Assim, Yeong-hye inicia a sua jornada de alienação em relação à sociedade sul-coreana, recusando-se a ceder à pressão de todos aqueles que tentam contrariar a sua convicção de que se estava a transformar numa planta, um ser alimentado pelo sol e livre da violência de que tinha sido vítima quando era ainda uma criança.

No entanto, não é só Yeong-hye a sentir a necessidade de romper com os cânones sociais e viver pelos seus próprios princípios, embora seja a única a pô-lo em prática. Também o seu cunhado, um artista frustrado, vive na angústia de um casamento enfraquecido e da mediocridade do seu trabalho, enquanto In-hye, a irmã da protagonista, se vai apercebendo de que a sua vida de resiliência e trabalho talvez tenha estrangulado o seu verdadeiro potencial para ser feliz.

“Terá sentido viver as coisas sempre com tanta veemência?”

A Vegetariana foi publicado pela primeira vez na Coreia do Sul, em 2007, mas só foi publicado em Portugal em 2016, pela D. Quixote. Contrariamente ao que o título possa levar a pensar, esta não é uma história sobre vegetarianismo. Esse é apenas o ponto de partida para uma história de alienação, de afirmação da vontade individual e da intolerância da sociedade face a novas perspetivas.

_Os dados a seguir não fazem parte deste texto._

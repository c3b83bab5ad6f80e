//! Gzip-compressed JSON snapshot adapter.

use std::io::{Read, Write};

use flate2::read::GzDecoder;
use flate2::write::GzEncoder;
use flate2::Compression;

use super::{decode_json, encode_json, AdapterError, DataAdapter, Result};
use crate::snapshot::Snapshot;

/// Packs snapshots as gzip-wrapped JSON.
///
/// This is the default adapter: snapshot payloads are dominated by
/// base64-encoded item data, which compresses well.
#[derive(Debug, Default)]
pub struct CompressedJsonAdapter;

impl CompressedJsonAdapter {
    pub fn new() -> Self {
        Self
    }
}

impl DataAdapter for CompressedJsonAdapter {
    fn to_bytes(&self, snapshot: &Snapshot) -> Result<Vec<u8>> {
        let json = encode_json(snapshot)?;
        let mut encoder = GzEncoder::new(Vec::new(), Compression::default());
        encoder
            .write_all(&json)
            .and_then(|_| encoder.finish())
            .map_err(|e| AdapterError::Serialization(e.to_string()))
    }

    fn from_bytes(&self, bytes: &[u8]) -> Result<Snapshot> {
        let mut decoder = GzDecoder::new(bytes);
        let mut json = Vec::new();
        decoder
            .read_to_end(&mut json)
            .map_err(|e| AdapterError::Deserialization(e.to_string()))?;
        decode_json(&json)
    }
}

Assim, apesar de ter passado a maior parte do livro chocada pela atitude extrema da protagonista, compreendi no fim que o que está em causa não é a natureza da sua decisão, mas a forma como os que a rodeiam a percecionam. Como os leitores afirmam, este é um livro feito de camadas e de símbolos que fazem dele uma alegoria para as relações sociais, para as expectativas que temos relativamente aos nossos semelhantes e para as reações de quando eles não lhes correspondem.

Para além disso, o fio da narração de A Vegetariana, o que move as suas personagens e suporta a sua estrutura não é o mundo físico, mas sim algo mais etéreo e subjetivo. O que está em causa não é a repulsa de uma mulher em relação à carne, o desejo de um homem pelo corpo da sua cunhada ou o desejo de riqueza material, mas sim o poder das crenças, das memórias, da pureza e da busca pela felicidade.

Em conclusão, este livro, cujo final aberto me deixou algo perplexa, revelou-se totalmente diferente daquilo que esperava, e também de tudo aquilo que já li. A densidade psicológica das personagens e a bizarria que enche estas páginas, realçadas pelo estilo cru e conciso da autora, surpreenderam-me e fizeram com que esta leitura passasse de uma mera curiosidade a um autêntico vício. Assim, recomendo A Vegetariana aos fãs de Kafka, de absurdo e de histórias que têm de ser lidas nas entrelinhas.